Village in Norfolk, England

Deopham is a village and civil parish in the South Norfolk district of Norfolk, England. The village lies 3.9 mi west of Wymondham and 12 mi south-west of Norwich. The parish, which includes Hackford village, Deopham Green hamlet and part of Deopham Stalland hamlet, had a population of 542 at the 2021 census.

==History==
Deopham's name is of Anglo-Saxon origin and derives from the Old English for a homestead close to a deep body of water, likely the nearby Sea Mere.

In the Domesday Book, Deopham is listed as a settlement of 75 households in the hundred of Forehoe. In 1086, the village was divided between the estates of William de Warenne and Ralph de Beaufour.

In 1830, a windmill was built in Deopham which burnt down in the 1920s.

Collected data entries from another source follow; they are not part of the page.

/// Returns a fully-commented stock `carousel.toml`.
///
/// Used by the `gen-config` CLI command.
pub fn stock_config_toml() -> &'static str {
    r##"# Carousel Forge Configuration
# ===========================
# All settings are optional. Remove or comment out any you don't need.
# Values shown below are the defaults. Unknown keys cause an error.

# ---------------------------------------------------------------------------
# Generation endpoints
# ---------------------------------------------------------------------------
[endpoints]
text_url = "http://localhost:54321/functions/v1/generate-carousel"
image_url = "http://localhost:54321/functions/v1/generate-image"
# Environment variable holding the bearer token sent to both endpoints.
api_key_env = "CAROUSEL_API_KEY"
request_timeout_secs = 60

# ---------------------------------------------------------------------------
# Throttling: at most max_requests calls per window, per endpoint.
# ---------------------------------------------------------------------------
[rate_limit]
max_requests = 15
window_secs = 45
# A single wait never exceeds this, even if the window has longer to run.
max_wait_secs = 30

# ---------------------------------------------------------------------------
# Retry with exponential backoff: min(base * multiplier^attempt, max)
# ---------------------------------------------------------------------------
[retry]
max_retries = 3
base_delay_ms = 1000
multiplier = 2.0
max_delay_ms = 10000

# ---------------------------------------------------------------------------
# Image acquisition
# ---------------------------------------------------------------------------
[acquisition]
# Tried in order; a generated placeholder always follows the last one.
strategies = ["embedded", "direct", "proxy", "raster", "raster_proxy"]
# Cross-origin relay. {url} is replaced by the percent-encoded image URL.
# Set to "" to disable the proxy strategies.
proxy_template = "https://api.allorigins.win/raw?url={url}"
fetch_timeout_ms = 10000
raster_timeout_ms = 15000
cache_max_entries = 100
cache_ttl_secs = 1800
avatar_size = 400
placeholder_width = 1080
placeholder_height = 1080

# ---------------------------------------------------------------------------
# Slide canvas and capture
# ---------------------------------------------------------------------------
[canvas]
width = 1080
height = 1350
background = "#ffffff"
text_color = "#0f1419"
muted_color = "#536471"
accent_color = "#1d9bf0"
pixel_ratio = 2.0
# Captures smaller than this many bytes are treated as blank.
min_capture_bytes = 5000
image_load_timeout_ms = 8000
renderers = ["vector", "raster"]

# ---------------------------------------------------------------------------
# Saving slides
# ---------------------------------------------------------------------------
[download]
inter_item_delay_ms = 500
save_attempts = 3
save_retry_delay_ms = 250
write_manifest = true

# ---------------------------------------------------------------------------
# Per-slide image generation
# ---------------------------------------------------------------------------
[generation]
image_size = "1024x1024"
image_quality = "standard"
image_max_retries = 3
standard_delay_ms = 2500
success_delay_ms = 1000
"##
}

RAF Deopham Green opened in 1943 for use by the United States Army Air Forces during the Second World War. The base was at first home to rear echelon units, until it was handed over to the 452nd Operations Group of the Eighth Air Force flying B-17 Flying Fortresses against strategic targets in Continental Europe. In October 1945, the site reverted to the Royal Air Force which closed the airfield in 1948 and allowed it to revert to agricultural use.

=== Hackford ===
Hakeford was recorded as a small settlement of six households in the 1086 Domesday Book. The small village of Hakeford lies about 1.5 mi north-east of Deopham, and the surrounding area was a separate civil parish until 1935, when it was merged into Deopham.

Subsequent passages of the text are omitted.